Did they change their minds? At the same briefing, the White House reaffirmed its support for the Cyberspace Electronic Security Act (CESA), a bill rooted in the government's traditional distrust of private encryption. Along with some less controversial provisions, the bill said the government need not disclose, in the course of a criminal proceeding, how it recovered the decrypted information that it's using against the defendant. The theory is that if the government reveals its decryption secrets–which may involve classified techniques, industry trade secrets, or software flaws that government researchers have discovered–criminals will be forewarned and will be able to thwart decryption in future investigations. But civil libertarians point out that this will make it harder for defendants to authenticate the state's evidence. It may even pose constitutional problems: How can you confront your accuser in court if you don't know the basis of his charges?
The administration's crypto schizophrenia didn't end in September. Earlier this year, the White House announced a new set of crypto-export rules that, while complex enough to require a lawyer to parse, seem to take the lid off the export of encryption almost entirely. Most encryption tools will be cleared for export after a one-time review by the Commerce Department. There will still be restrictions on products that aren't widely available in domestic retail outlets, exports to "terrorist" pariah states will still be banned, and there will still be some restrictions on programs' source codes. But the new policy is unquestionably a significant deregulation.
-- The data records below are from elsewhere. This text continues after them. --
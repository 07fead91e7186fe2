//! 事件处理器分发表（TenantEventHandlers）
//!
//! 事件类型到处理函数的固定映射，每个服务在启动时由至多四个函数值构造一次。
//! 服务只需注册自己关心的处理器；未注册的类型与未知类型一样被记录后确认。
//!
use crate::context::TenantContext;
use crate::error::ProvisioningResult;
use crate::strategy::TenantProvisioningStrategy;
use crate::tenant_event::{TenantEvent, TenantEventType};
use std::future::Future;
use std::pin::Pin;
use std::sync::Arc;
use tracing::{debug, info};

pub type HandlerFuture<'a> = Pin<Box<dyn Future<Output = ProvisioningResult<()>> + Send + 'a>>;

/// 处理函数：接收显式传入的执行上下文与事件
pub type HandlerFn =
    Arc<dyn for<'a> Fn(&'a TenantContext, &'a TenantEvent) -> HandlerFuture<'a> + Send + Sync>;

#[derive(Clone, Default)]
pub struct TenantEventHandlers {
    created: Option<HandlerFn>,
    deleted: Option<HandlerFn>,
    updated: Option<HandlerFn>,
    status_changed: Option<HandlerFn>,
}

impl TenantEventHandlers {
    pub fn new() -> Self {
        Self::default()
    }

    /// 基于供给策略的标准处理器组合
    ///
    /// - CREATED：`initialize`；
    /// - DELETED：`teardown`；
    /// - UPDATED：有待应用迁移时再次 `initialize`，否则空操作；
    /// - STATUS_CHANGED：仅记录状态迁移，不改动 schema。
    pub fn for_strategy(strategy: Arc<dyn TenantProvisioningStrategy>) -> Self {
        let on_created = strategy.clone();
        let on_deleted = strategy.clone();
        let on_updated = strategy;

        Self::new()
            .on_created(move |_ctx, event| {
                let strategy = on_created.clone();
                Box::pin(async move {
                    strategy
                        .initialize(event.tenant_id(), event.schema_name())
                        .await
                })
            })
            .on_deleted(move |_ctx, event| {
                let strategy = on_deleted.clone();
                Box::pin(async move {
                    strategy
                        .teardown(event.tenant_id(), event.schema_name())
                        .await
                })
            })
            .on_updated(move |_ctx, event| {
                let strategy = on_updated.clone();
                Box::pin(async move {
                    if strategy.is_migration_pending(event.schema_name()).await? {
                        info!(
                            tenant_id = event.tenant_id(),
                            schema = %event.schema_name(),
                            "pending migrations found, re-initializing"
                        );
                        strategy
                            .initialize(event.tenant_id(), event.schema_name())
                            .await
                    } else {
                        debug!(
                            tenant_id = event.tenant_id(),
                            schema = %event.schema_name(),
                            "nothing pending for update"
                        );
                        Ok(())
                    }
                })
            })
            .on_status_changed(|_ctx, event| {
                Box::pin(async move {
                    info!(
                        tenant_id = event.tenant_id(),
                        status = event.status().unwrap_or("<none>"),
                        "tenant status changed"
                    );
                    Ok(())
                })
            })
    }

    pub fn on_created<F>(mut self, handler: F) -> Self
    where
        F: for<'a> Fn(&'a TenantContext, &'a TenantEvent) -> HandlerFuture<'a>
            + Send
            + Sync
            + 'static,
    {
        self.created = Some(Arc::new(handler));
        self
    }

    pub fn on_deleted<F>(mut self, handler: F) -> Self
    where
        F: for<'a> Fn(&'a TenantContext, &'a TenantEvent) -> HandlerFuture<'a>
            + Send
            + Sync
            + 'static,
    {
        self.deleted = Some(Arc::new(handler));
        self
    }

    pub fn on_updated<F>(mut self, handler: F) -> Self
    where
        F: for<'a> Fn(&'a TenantContext, &'a TenantEvent) -> HandlerFuture<'a>
            + Send
            + Sync
            + 'static,
    {
        self.updated = Some(Arc::new(handler));
        self
    }

    pub fn on_status_changed<F>(mut self, handler: F) -> Self
    where
        F: for<'a> Fn(&'a TenantContext, &'a TenantEvent) -> HandlerFuture<'a>
            + Send
            + Sync
            + 'static,
    {
        self.status_changed = Some(Arc::new(handler));
        self
    }

    /// 查找事件类型对应的处理器
    pub fn resolve(&self, event_type: &TenantEventType) -> Option<&HandlerFn> {
        match event_type {
            TenantEventType::Created => self.created.as_ref(),
            TenantEventType::Deleted => self.deleted.as_ref(),
            TenantEventType::Updated => self.updated.as_ref(),
            TenantEventType::StatusChanged => self.status_changed.as_ref(),
            TenantEventType::Other(_) => None,
        }
    }
}
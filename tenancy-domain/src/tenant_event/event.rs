use super::TenantEventType;
use crate::error::{ProvisioningError, ProvisioningResult};
use crate::schema::SchemaName;
use bon::Builder;
use chrono::{DateTime, Utc};
use serde::{Deserialize, Serialize};

/// 租户生命周期事件（不可变消息）
///
/// 由注册中心在每次状态迁移时发布一次，各服务的队列各自收到一份。
#[derive(Debug, Clone, PartialEq, Builder, Serialize)]
#[serde(rename_all = "camelCase")]
pub struct TenantEvent {
    #[builder(into)]
    event_type: TenantEventType,
    #[builder(into)]
    tenant_id: String,
    schema_name: SchemaName,
    #[builder(into)]
    status: Option<String>,
    #[builder(default = Utc::now())]
    occurred_at: DateTime<Utc>,
}

/// 线上载荷：所有字段可缺省，以便给出精确的拒收原因
#[derive(Deserialize)]
#[serde(rename_all = "camelCase")]
struct RawTenantEvent {
    event_type: Option<String>,
    tenant_id: Option<String>,
    schema_name: Option<String>,
    status: Option<String>,
    occurred_at: Option<DateTime<Utc>>,
}

impl TenantEvent {
    /// 从消息体解析事件
    ///
    /// 缺少 `eventType`/`tenantId`/`schemaName`、JSON 非法或 schema 名不合法
    /// 均返回 `MalformedEvent`（不可重试）。
    pub fn from_slice(payload: &[u8]) -> ProvisioningResult<Self> {
        let raw: RawTenantEvent = serde_json::from_slice(payload)
            .map_err(|e| ProvisioningError::malformed(format!("invalid json: {e}")))?;

        let event_type = required(raw.event_type, "eventType")?;
        let tenant_id = required(raw.tenant_id, "tenantId")?;
        let schema_name = required(raw.schema_name, "schemaName")?;
        let schema_name = SchemaName::parse(schema_name)
            .map_err(|e| ProvisioningError::malformed(e.to_string()))?;

        Ok(Self {
            event_type: TenantEventType::from(event_type),
            tenant_id,
            schema_name,
            status: raw.status,
            occurred_at: raw.occurred_at.unwrap_or_else(Utc::now),
        })
    }

    pub fn to_vec(&self) -> ProvisioningResult<Vec<u8>> {
        Ok(serde_json::to_vec(self)?)
    }

    pub fn event_type(&self) -> &TenantEventType {
        &self.event_type
    }

    pub fn tenant_id(&self) -> &str {
        &self.tenant_id
    }

    pub fn schema_name(&self) -> &SchemaName {
        &self.schema_name
    }

    pub fn status(&self) -> Option<&str> {
        self.status.as_deref()
    }

    pub fn occurred_at(&self) -> DateTime<Utc> {
        self.occurred_at
    }

    /// schema 名是否与本服务按当前推导规则重算的结果一致
    pub fn schema_matches_derivation(&self) -> bool {
        SchemaName::derive(&self.tenant_id)
            .map(|derived| derived == self.schema_name)
            .unwrap_or(false)
    }
}

fn required(value: Option<String>, field: &str) -> ProvisioningResult<String> {
    match value {
        Some(v) if !v.trim().is_empty() => Ok(v),
        _ => Err(ProvisioningError::malformed(format!(
            "missing required field `{field}`"
        ))),
    }
}

#[cfg(test)]
mod tests {
    use super::*;
    use crate::error::ErrorKind;

    #[test]
    fn parses_wire_payload() {
        let payload = br#"{
            "eventType": "STATUS_CHANGED",
            "tenantId": "acme",
            "schemaName": "tenant_acme",
            "status": "SUSPENDED",
            "occurredAt": "2026-01-02T03:04:05Z"
        }"#;

        let event = TenantEvent::from_slice(payload).unwrap();
        assert_eq!(event.event_type(), &TenantEventType::StatusChanged);
        assert_eq!(event.tenant_id(), "acme");
        assert_eq!(event.schema_name().as_str(), "tenant_acme");
        assert_eq!(event.status(), Some("SUSPENDED"));
        assert_eq!(event.occurred_at().to_rfc3339(), "2026-01-02T03:04:05+00:00");
        assert!(event.schema_matches_derivation());
    }

    #[test]
    fn missing_required_fields_are_malformed() {
        let payloads: [&[u8]; 5] = [
            br#"{"tenantId":"acme","schemaName":"tenant_acme"}"#,
            br#"{"eventType":"CREATED","schemaName":"tenant_acme"}"#,
            br#"{"eventType":"CREATED","tenantId":"acme"}"#,
            br#"{"eventType":"CREATED","tenantId":"  ","schemaName":"tenant_acme"}"#,
            br#"not json"#,
        ];
        for payload in payloads {
            let err = TenantEvent::from_slice(payload).unwrap_err();
            assert_eq!(err.kind(), ErrorKind::Malformed, "{err}");
        }
    }

    #[test]
    fn unsafe_schema_name_is_malformed() {
        let payload =
            br#"{"eventType":"CREATED","tenantId":"acme","schemaName":"x\"; DROP SCHEMA public"}"#;
        let err = TenantEvent::from_slice(payload).unwrap_err();
        assert!(matches!(err, ProvisioningError::MalformedEvent { .. }));
    }

    #[test]
    fn builder_output_decodes_back() {
        let event = TenantEvent::builder()
            .event_type(TenantEventType::Created)
            .tenant_id("acme")
            .schema_name(SchemaName::derive("acme").unwrap())
            .build();

        let decoded = TenantEvent::from_slice(&event.to_vec().unwrap()).unwrap();
        assert_eq!(decoded, event);
    }
}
And yet: At the same time, the Department of Justice is vigorously litigating for export restrictions in Bernstein v. U.S., a case involving a college professor who claims the First Amendment protects his right to distribute encryption-related source code. Between that and CESA, observers are beginning to wonder whether the United States has a consistent encryption policy at all.
For most of the post-World War II era, the government didn't need a general policy on encryption. Because of the massive computing power necessary to generate cryptographic codes, such activity was the province of intelligence agencies and almost no one else. Over the past couple of decades or so, as the personal computer revolution placed more (and cheaper) processing power within reach of virtually anyone, that changed. In response to a world of decentralized computing, U.S. law enforcement responded with a single, panicky policy: Stop the spread of cryptography at all costs.
The new stance was driven by some pioneering work in the late 1970s by American cryptographers–work that, for once, was not performed by people in the pay of the intelligence agencies, and therefore was not "born classified." This academic revolution–the development of a public science of cryptography and a resulting colloquy about it–was accompanied by a similar, equally dramatic revolution on the microcomputer front.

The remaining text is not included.